What is required:
Please take the records that follow and repeat exactly the lines starting with the line with "and resilient opening." and going on through the line with "use crate::traits::TagReader;".

++++ Exercise materials ++++

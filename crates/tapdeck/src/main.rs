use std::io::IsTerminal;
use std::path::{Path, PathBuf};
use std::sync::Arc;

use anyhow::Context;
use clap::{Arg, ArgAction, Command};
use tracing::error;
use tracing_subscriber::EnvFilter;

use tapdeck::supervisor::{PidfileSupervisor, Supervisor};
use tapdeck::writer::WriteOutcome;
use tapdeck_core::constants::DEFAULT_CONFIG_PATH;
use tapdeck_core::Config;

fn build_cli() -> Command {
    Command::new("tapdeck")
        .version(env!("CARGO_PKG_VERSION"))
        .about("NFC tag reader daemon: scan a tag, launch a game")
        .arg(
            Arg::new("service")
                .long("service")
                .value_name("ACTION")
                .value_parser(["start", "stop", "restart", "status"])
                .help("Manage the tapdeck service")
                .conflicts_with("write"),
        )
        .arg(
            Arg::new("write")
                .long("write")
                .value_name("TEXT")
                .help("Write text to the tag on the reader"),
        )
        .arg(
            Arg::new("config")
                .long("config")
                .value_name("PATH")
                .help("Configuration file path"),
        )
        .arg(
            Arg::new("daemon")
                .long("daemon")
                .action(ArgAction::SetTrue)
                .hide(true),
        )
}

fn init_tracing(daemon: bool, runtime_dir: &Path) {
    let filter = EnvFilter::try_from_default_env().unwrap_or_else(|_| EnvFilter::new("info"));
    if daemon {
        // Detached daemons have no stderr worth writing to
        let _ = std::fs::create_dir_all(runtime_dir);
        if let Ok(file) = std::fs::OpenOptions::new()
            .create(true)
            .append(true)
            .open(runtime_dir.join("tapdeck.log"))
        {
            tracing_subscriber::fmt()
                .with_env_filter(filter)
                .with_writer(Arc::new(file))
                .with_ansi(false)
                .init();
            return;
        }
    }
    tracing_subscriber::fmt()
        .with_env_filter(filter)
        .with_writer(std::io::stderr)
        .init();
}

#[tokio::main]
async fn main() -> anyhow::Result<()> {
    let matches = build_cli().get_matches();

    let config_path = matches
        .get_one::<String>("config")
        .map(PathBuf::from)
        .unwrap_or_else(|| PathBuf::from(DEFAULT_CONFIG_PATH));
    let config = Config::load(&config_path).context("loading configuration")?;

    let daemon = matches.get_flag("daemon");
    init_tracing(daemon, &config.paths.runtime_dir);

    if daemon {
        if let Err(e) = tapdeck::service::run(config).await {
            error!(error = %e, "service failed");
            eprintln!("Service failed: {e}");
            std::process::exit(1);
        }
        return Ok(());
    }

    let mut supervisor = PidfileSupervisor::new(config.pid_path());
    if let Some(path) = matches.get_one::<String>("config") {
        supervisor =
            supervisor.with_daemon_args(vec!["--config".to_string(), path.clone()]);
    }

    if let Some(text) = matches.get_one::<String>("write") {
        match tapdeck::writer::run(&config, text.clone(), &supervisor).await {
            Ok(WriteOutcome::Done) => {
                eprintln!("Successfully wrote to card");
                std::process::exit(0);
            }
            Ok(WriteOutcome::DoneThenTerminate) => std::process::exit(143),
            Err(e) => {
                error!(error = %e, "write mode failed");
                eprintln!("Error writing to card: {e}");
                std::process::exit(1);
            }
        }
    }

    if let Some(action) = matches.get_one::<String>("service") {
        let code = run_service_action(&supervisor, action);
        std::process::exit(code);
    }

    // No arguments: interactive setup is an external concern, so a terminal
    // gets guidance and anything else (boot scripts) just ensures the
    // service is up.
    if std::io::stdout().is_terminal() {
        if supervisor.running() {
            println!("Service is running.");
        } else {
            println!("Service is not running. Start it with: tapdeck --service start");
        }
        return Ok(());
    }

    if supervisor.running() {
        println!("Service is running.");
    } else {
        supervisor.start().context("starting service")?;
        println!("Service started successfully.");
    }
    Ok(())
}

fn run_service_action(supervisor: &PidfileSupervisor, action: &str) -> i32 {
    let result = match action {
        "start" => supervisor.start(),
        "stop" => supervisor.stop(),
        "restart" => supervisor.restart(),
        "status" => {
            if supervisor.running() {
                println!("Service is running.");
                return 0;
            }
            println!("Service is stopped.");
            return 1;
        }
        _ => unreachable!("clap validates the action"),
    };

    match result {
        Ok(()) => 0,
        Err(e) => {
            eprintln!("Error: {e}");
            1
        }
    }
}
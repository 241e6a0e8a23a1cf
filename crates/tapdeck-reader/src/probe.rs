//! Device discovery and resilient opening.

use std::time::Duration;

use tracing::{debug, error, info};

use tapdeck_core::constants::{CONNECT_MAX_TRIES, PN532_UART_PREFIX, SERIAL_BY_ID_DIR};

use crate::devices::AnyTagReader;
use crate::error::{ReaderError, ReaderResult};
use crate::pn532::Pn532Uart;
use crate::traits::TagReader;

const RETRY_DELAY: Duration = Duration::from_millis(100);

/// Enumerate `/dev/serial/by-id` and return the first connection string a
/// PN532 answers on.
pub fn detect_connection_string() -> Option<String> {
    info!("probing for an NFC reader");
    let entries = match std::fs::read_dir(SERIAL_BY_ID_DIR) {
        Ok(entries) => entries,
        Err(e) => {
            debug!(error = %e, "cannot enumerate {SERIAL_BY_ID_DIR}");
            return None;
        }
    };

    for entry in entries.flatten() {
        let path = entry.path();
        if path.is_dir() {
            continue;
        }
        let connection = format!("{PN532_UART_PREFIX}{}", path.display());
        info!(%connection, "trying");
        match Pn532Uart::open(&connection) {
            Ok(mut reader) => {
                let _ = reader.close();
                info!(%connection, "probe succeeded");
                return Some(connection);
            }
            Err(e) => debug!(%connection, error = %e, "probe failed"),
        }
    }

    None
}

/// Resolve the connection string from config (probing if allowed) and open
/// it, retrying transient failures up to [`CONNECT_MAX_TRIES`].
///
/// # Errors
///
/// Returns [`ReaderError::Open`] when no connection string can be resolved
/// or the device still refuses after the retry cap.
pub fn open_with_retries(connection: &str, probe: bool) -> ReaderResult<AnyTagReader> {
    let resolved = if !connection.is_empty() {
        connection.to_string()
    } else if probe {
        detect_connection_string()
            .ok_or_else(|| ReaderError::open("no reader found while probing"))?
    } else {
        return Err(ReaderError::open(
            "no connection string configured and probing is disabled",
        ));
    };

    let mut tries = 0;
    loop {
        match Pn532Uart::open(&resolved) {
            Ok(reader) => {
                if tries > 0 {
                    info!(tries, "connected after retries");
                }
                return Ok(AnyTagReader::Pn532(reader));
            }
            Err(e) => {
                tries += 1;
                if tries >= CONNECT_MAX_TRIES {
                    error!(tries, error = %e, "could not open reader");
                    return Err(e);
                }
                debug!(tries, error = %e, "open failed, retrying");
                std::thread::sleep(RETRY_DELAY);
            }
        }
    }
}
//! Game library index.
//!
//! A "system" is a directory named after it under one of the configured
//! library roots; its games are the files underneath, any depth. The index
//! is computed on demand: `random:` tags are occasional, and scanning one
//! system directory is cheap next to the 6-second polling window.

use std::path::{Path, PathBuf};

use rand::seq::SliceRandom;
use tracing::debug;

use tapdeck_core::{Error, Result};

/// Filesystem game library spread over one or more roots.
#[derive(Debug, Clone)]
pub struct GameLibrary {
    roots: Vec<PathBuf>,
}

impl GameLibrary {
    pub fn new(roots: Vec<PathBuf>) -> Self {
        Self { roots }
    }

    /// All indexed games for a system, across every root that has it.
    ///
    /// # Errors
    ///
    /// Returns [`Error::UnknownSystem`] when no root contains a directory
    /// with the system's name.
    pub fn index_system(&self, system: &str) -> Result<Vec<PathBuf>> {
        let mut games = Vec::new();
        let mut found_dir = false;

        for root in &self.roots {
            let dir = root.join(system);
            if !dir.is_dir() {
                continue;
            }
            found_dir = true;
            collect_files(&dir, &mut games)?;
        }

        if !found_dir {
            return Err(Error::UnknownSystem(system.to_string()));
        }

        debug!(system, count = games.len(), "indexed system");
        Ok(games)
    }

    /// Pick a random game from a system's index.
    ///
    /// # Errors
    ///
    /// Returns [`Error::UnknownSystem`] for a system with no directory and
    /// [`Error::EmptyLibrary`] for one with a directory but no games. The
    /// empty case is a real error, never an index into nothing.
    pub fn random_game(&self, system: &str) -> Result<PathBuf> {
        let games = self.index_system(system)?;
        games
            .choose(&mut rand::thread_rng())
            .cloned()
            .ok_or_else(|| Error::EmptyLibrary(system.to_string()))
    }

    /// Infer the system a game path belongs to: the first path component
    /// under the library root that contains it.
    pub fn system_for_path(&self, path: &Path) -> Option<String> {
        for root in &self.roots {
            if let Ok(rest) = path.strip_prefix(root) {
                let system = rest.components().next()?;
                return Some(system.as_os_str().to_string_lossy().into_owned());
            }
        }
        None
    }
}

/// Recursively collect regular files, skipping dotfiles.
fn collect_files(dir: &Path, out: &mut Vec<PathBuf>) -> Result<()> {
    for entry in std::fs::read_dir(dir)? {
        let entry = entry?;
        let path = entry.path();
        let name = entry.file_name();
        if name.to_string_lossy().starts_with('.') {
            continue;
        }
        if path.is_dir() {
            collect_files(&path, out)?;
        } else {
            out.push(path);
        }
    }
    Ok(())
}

++++
++++ Exercise materials ++++

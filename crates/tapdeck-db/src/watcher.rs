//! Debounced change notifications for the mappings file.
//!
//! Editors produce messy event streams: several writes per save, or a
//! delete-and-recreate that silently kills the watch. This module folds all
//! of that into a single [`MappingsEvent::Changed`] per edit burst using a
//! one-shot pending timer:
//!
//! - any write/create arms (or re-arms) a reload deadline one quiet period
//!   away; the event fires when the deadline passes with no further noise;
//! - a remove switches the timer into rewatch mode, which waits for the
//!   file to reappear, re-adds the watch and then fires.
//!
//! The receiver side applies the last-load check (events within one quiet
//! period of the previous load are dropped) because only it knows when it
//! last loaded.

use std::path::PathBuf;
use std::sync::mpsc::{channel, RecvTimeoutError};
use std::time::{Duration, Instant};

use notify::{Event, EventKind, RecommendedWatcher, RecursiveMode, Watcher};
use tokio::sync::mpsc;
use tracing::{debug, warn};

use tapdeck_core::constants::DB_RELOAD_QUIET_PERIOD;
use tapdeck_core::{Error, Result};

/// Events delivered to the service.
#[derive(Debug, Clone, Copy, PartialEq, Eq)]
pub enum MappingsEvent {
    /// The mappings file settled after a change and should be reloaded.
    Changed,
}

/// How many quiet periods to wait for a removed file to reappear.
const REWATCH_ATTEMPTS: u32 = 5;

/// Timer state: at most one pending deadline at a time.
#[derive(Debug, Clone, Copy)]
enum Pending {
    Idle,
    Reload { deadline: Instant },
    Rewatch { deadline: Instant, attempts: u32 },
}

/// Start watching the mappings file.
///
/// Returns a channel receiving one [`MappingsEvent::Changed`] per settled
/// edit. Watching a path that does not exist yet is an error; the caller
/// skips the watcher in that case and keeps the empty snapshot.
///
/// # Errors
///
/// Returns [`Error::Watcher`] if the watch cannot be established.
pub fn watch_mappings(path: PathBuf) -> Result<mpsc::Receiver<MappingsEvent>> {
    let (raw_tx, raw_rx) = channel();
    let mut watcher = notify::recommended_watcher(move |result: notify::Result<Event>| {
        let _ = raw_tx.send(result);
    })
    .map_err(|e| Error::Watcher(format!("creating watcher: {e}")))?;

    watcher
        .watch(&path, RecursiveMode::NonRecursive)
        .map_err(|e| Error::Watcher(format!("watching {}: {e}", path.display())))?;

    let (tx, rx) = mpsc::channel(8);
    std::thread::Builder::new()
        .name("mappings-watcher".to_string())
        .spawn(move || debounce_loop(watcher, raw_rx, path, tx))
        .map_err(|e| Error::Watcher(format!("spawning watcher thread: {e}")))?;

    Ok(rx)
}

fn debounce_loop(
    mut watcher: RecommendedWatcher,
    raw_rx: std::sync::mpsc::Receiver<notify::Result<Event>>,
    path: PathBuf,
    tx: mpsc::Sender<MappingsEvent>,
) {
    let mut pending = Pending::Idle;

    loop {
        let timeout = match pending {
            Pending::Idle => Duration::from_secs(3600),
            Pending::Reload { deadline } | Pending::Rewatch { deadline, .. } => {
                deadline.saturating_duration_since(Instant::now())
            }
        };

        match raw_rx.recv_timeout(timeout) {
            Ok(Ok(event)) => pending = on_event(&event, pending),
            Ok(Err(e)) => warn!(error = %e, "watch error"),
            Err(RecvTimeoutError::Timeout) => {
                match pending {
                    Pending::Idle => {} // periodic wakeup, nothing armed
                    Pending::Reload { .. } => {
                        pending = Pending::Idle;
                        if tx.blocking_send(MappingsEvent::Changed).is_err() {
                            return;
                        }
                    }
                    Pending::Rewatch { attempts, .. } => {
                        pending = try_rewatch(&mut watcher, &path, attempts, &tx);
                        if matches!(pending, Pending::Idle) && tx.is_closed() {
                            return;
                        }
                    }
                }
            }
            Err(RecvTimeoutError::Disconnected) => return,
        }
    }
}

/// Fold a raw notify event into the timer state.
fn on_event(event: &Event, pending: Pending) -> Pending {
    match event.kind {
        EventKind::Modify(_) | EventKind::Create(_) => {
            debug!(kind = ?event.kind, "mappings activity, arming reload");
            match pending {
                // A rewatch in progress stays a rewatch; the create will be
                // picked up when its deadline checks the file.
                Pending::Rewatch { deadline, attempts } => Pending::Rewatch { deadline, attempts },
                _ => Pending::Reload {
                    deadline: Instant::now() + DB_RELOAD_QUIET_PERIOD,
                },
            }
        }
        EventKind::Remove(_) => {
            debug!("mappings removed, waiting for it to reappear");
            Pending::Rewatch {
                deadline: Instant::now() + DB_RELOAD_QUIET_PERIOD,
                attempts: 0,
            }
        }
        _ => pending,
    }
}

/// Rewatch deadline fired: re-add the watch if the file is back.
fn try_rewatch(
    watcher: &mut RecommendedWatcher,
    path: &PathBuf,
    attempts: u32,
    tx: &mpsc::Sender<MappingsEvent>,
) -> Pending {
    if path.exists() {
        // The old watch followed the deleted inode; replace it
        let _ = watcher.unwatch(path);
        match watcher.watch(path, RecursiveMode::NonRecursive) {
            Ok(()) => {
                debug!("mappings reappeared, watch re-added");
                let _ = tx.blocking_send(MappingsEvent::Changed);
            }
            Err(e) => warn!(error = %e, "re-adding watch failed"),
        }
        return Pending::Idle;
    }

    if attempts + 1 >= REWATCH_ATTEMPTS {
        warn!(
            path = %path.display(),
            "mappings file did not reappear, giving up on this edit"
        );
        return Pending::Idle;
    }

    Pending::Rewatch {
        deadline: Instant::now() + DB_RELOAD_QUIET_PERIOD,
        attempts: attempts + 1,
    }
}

++++

Response area:
//! Device discovery and resilient opening.

use std::time::Duration;

use tracing::{debug, error, info};

use tapdeck_core::constants::{CONNECT_MAX_TRIES, PN532_UART_PREFIX, SERIAL_BY_ID_DIR};

use crate::devices::AnyTagReader;
use crate::error::{ReaderError, ReaderResult};
use crate::pn532::Pn532Uart;
use crate::traits::TagReader;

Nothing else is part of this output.